E - H
The distinction between employee invention and independent invention is of key importance to university employees and universities.
Employee inventions can only be made within the scope of an employment. Any person who is not (or no longer) employed at a university, for example, as a university teacher, employee or worker cannot make an employee invention in relation to the university. Students as such are not employed at a university. However, if the students also work as research assistants in parallel to their studies, they are employed at the university. The same applies to postgraduates: the mere academic supervision of their doctoral theses does not turn them into employees, but an employment (also part-time) at the institute of their doctoral supervisor does. Likewise, visiting researchers do usually not have an employment contract with the host university.

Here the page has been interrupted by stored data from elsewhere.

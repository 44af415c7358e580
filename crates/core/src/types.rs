use serde::{Serialize, Serializer};

/// Raw upload handed to the pipeline by the caller.
#[derive(Debug, Clone)]
pub struct VideoUpload {
    pub file_name: String,
    pub bytes: Vec<u8>,
}

impl VideoUpload {
    pub fn new(file_name: impl Into<String>, bytes: impl Into<Vec<u8>>) -> Self {
        Self {
            file_name: file_name.into(),
            bytes: bytes.into(),
        }
    }
}

/// Summary text, or the diagnostic that replaced it. Serializes as a plain string.
#[derive(Debug, Clone, PartialEq, Eq)]
pub enum SummaryResult {
    Generated(String),
    Degraded(String),
}

impl SummaryResult {
    pub fn as_str(&self) -> &str {
        match self {
            SummaryResult::Generated(text) | SummaryResult::Degraded(text) => text,
        }
    }

    pub fn is_degraded(&self) -> bool {
        matches!(self, SummaryResult::Degraded(_))
    }

    pub fn into_string(self) -> String {
        match self {
            SummaryResult::Generated(text) | SummaryResult::Degraded(text) => text,
        }
    }
}

impl Serialize for SummaryResult {
    fn serialize<S: Serializer>(&self, serializer: S) -> Result<S::Ok, S::Error> {
        serializer.serialize_str(self.as_str())
    }
}

#[derive(Debug, Clone, Serialize)]
pub struct PipelineOutcome {
    pub transcription: String,
    pub summary: SummaryResult,
}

European Patent Convention (EPC)
The Convention on the Grant of European Patents is an international agreement setting out rules for the grant of European patents.
European Patent Office (EPO)
The EPO grants patents, based on a centralised procedure, that are valid within all or individually designated EPC member states. By filing a single European patent application it is possible to obtain patent protection in several or all EPC member states. The patent application is centrally examined at the European Patent Office. After grant, a European patent is treated as a national patent in each country of validation.

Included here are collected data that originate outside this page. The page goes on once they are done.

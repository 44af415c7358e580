use tracing_subscriber::layer::SubscriberExt;
use tracing_subscriber::util::SubscriberInitExt;
use tracing_subscriber::{EnvFilter, fmt};

pub const DEFAULT_FILTER: &str = "info,recap_core=debug,recap_server=debug,tower_http=debug";

/// Output format of the server's logs, read from `LOG_FORMAT`.
#[derive(Debug, Clone, Copy, Default, PartialEq, Eq)]
pub enum LogFormat {
    #[default]
    Pretty,
    Json,
}

impl LogFormat {
    pub fn from_env() -> Self {
        Self::parse(std::env::var("LOG_FORMAT").ok().as_deref())
    }

    fn parse(value: Option<&str>) -> Self {
        match value {
            Some(v) if v.trim().eq_ignore_ascii_case("json") => LogFormat::Json,
            _ => LogFormat::Pretty,
        }
    }
}

/// `RUST_LOG` wins; otherwise the crate's own modules log at debug.
fn env_filter() -> EnvFilter {
    EnvFilter::try_from_default_env().unwrap_or_else(|_| EnvFilter::new(DEFAULT_FILTER))
}

/// Install the global subscriber. Call once, before anything logs.
pub fn init_tracing(format: LogFormat) {
    let filter = env_filter();
    let directives = filter.to_string();

    match format {
        LogFormat::Json => tracing_subscriber::registry()
            .with(filter)
            .with(fmt::layer().json().with_target(true))
            .init(),
        LogFormat::Pretty => tracing_subscriber::registry()
            .with(filter)
            .with(fmt::layer().with_target(true))
            .init(),
    }

    tracing::debug!(filter = %directives, ?format, "Logging configured");
}
//! Recap Core Library
//!
//! Turns an uploaded video into a transcript and a short summary: ffmpeg
//! extracts the audio, a remote ASR service transcribes it and a chat
//! completion model condenses the transcript.

pub mod artifacts;
pub mod error;
pub mod extract;
pub mod pipeline;
pub mod provider;
pub mod runner;
pub mod summarize;
pub mod transcribe;
pub mod types;

// Re-export commonly used items at crate root
pub use artifacts::{ArtifactKind, TempArtifact, TempArtifacts};
pub use error::{PipelineError, Result};
pub use extract::AudioExtractor;
pub use pipeline::{Pipeline, PipelineConfig};
pub use provider::{Provider, ProviderConfig, ProviderError};
pub use runner::{BinaryRunner, BinarySource, RunOptions, RunOutput, RunnerError};
pub use summarize::{ChatCompletionsSummarizer, SummarizationError, Summarizer, summarize};
pub use transcribe::{DeepgramTranscriber, Transcriber, TranscriptionError};
pub use types::{PipelineOutcome, SummaryResult, VideoUpload};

European Patent Organisation
The European Patent Organisation is an intergovernmental organisation, based on the EPC, whose members are the EPC contracting states.

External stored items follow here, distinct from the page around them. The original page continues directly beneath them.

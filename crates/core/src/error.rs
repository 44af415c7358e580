use std::path::PathBuf;
use thiserror::Error;

use crate::transcribe::TranscriptionError;

/// Fatal failures of a pipeline run.
///
/// Summarization never appears here: a failed summary is folded into the
/// outcome as diagnostic text instead of aborting the request.
#[derive(Error, Debug)]
pub enum PipelineError {
    #[error("Transcoding binary unavailable: {reason}")]
    Unavailable { reason: String },

    #[error("Failed to save uploaded video to {path}: {source}")]
    VideoSaveFailed {
        path: PathBuf,
        #[source]
        source: std::io::Error,
    },

    #[error("Audio extraction failed: {reason}")]
    ExtractionFailed { reason: String },

    #[error("Failed to read extracted audio {path}: {source}")]
    ArtifactReadFailed {
        path: PathBuf,
        #[source]
        source: std::io::Error,
    },

    #[error("Transcription failed: {0}")]
    TranscriptionFailed(#[from] TranscriptionError),
}

pub type Result<T> = std::result::Result<T, PipelineError>;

The European Union Intellectual Property Office registers and manages Union trade marks and Community designs that are valid in the European Union.
EUIPO is a legally, organisationally and financially independent institution of the European Union (EU agency), based in Alicante, Spain. EUIPO has about 700 staff.
Examination request (patent)
A patent can only be granted if the invention is found to be patentable. The relevant examination is carried out upon request only. The request for examination can be filed by the applicant or a third party within a period of seven years from the filing date.
Federal Patent Court (Bundespatentgericht)
The Federal Patent Court was founded in 1961. It is based in Munich. The court deals with disputes in the area of industrial property protection, for example, appeals from decisions of the examining sections and divisions of the German Patent and Trade Mark Office as well as on actions for the declaration of the nullity of a patent and compulsory licence proceedings. It is a court of ordinary jurisdiction. It comes under the portfolio of the Federal Ministry of Justice and Consumer Protection, like the DPMA and Bundesgerichtshof (Federal Court of Justice).
- see Application date.
Figurative marks are pictures, graphical elements or images (without words or word elements).
- Utility models (Sec. 6a Utility Model Act [Gebrauchsmustergesetz])
For this application you can claim what is known as exhibition priority. The date of the first publication then determines the priority date of the application. The date of the first display and the name of the exhibition must be indicated. A further requirement is a certificate issued during the exhibition by the organisation responsible for the protection of intellectual property at that exhibition.
Exhibition priority can only be claimed for exhibitions which have been published in the Federal Gazette by the Federal Ministry of Justice and Consumer Protection – to be found on the home page of the Federal Gazette (Bundesanzeiger) in the search box under the keyword "Ausstellungsschutz" (exhibition protection).
- Trade marks (Sec. 35 Trade Mark Act [Markengesetz])
The application must be filed within six months after the event. Within two months after the filing date, the applicant must claim priority and name the date of the first display and the event. In particular, please indicate the name and location of the exhibition or trade fair in question and the date on which the goods or services under the trade mark applied for were first displayed. For this purpose, you can use the relevant certificate form Ausstellungsbescheinigung (W 7708) (in German) of the DPMA. This certificate, signed/stamped by the exhibition management or the organisation responsible for the protection of intellectual property during the exhibition, can still be provided within a period of two months after the filing of the trade mark application. As a rule, the furnishing of the stand invoice and of trade fair documents/brochures also constitutes proof of the display of the goods/services at a trade fair.
- Designs (Sec. 15 Design Act [Designgesetz])
It is important that you actually apply for your design as shown on the images in the certificate. If you do not claim priority for all designs in a multiple application, please attribute the priority indications to the corresponding designs. If you show your product only to selected business partners, this does not constitute sufficient display for an exhibition priority.
Hague Agreement Concerning the International Registration of Industrial Designs
Agreement concerning the registration of designs with international effect. Presently, a total of 60 countries are party to the various Acts of the Hague Agreement, including Germany, France and also the European Union; the USA, Japan and the United Kingdom a.o. are not party to this agreement. The Locarno Classification sets out the classification for designs applied for.